When my dear friend Hannelore arrived in Las Vegas last month on her 1988 Honda Africa Twin adventure bike, I asked what she and her boyfriend, Jasper wanted to see. Both wanted to experience the Strip, of course—there’s an unspoken rule that you really can’t visit Las Vegas without having at least seen the Strip, just to say you did. Beyond that, Hanne listed two specific sites: Seven Magic Mountains and the Neon Museum.
As you’ll recall from last week, I hadn’t heard of Seven Magic Mountains until Hanne requested it. But the Neon Museum?
Oh, I had definitely heard of the Neon Museum.
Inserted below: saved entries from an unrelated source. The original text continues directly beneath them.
//! # Host Bridge Traits
//!
//! Platform abstraction traits that the catalog client requires from its host.
//!
//! ## Overview
//!
//! The catalog core never talks to a socket directly. It receives an
//! [`HttpClient`](http::HttpClient) implementation at configuration time and
//! drives every API call through it. Desktop hosts use the reqwest-backed
//! adapter from `bridge-desktop`; tests inject stubs or `mockall` mocks.
//!
//! ## Error Handling
//!
//! All bridge traits use [`BridgeError`](error::BridgeError). Implementations
//! should:
//!
//! - Convert platform-specific errors to `BridgeError`
//! - Report connection resets as `BridgeError::ConnectionReset`
//! - Never treat a non-2xx status as an error (the caller classifies it)
//!
//! ## Thread Safety
//!
//! All bridge traits require `Send + Sync` so a single client can be shared
//! across tasks behind an `Arc`.

pub mod error;
pub mod http;

pub use error::BridgeError;

pub use http::{HttpClient, HttpMethod, HttpRequest, HttpResponse};
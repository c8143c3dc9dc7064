//! # Core Runtime Module
//!
//! Provides foundational runtime infrastructure for the catalog client:
//! - Logging and tracing infrastructure
//! - Configuration management
//!
//! ## Overview
//!
//! This crate contains the runtime utilities that the other crates depend
//! on. It establishes the logging conventions and the configuration object
//! through which credentials, endpoint URLs and the host `HttpClient` reach
//! the rest of the workspace.

pub mod config;
pub mod error;
pub mod logging;

pub use config::{CatalogConfig, CatalogConfigBuilder};
pub use error::{Error, Result};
And I was absolutely stoked to visit. An entire museum dedicated to defunct neon signage, from the iconic to the innovative to the inspired? Please. The Neon Museum had been on my to-visit list for over a year; all I lacked was an excuse.
Thus it was that Hanne, Katrina, the kids, and I headed downtown to explore the history of Las Vegas through the neon signs of yesteryear.
I’m going to apologize ahead of time for not getting more photos of the signs themselves. The day was hot—as it typically is in Las Vegas in August. Think 106° F (41° C), with not a cloud in the sky. The Neon Museum’s displays are all outside. My niece and nephew were having none of it. I highly recommend this spot… but please, for everyone’s sanity, attend at night or in the fall, winter, or spring.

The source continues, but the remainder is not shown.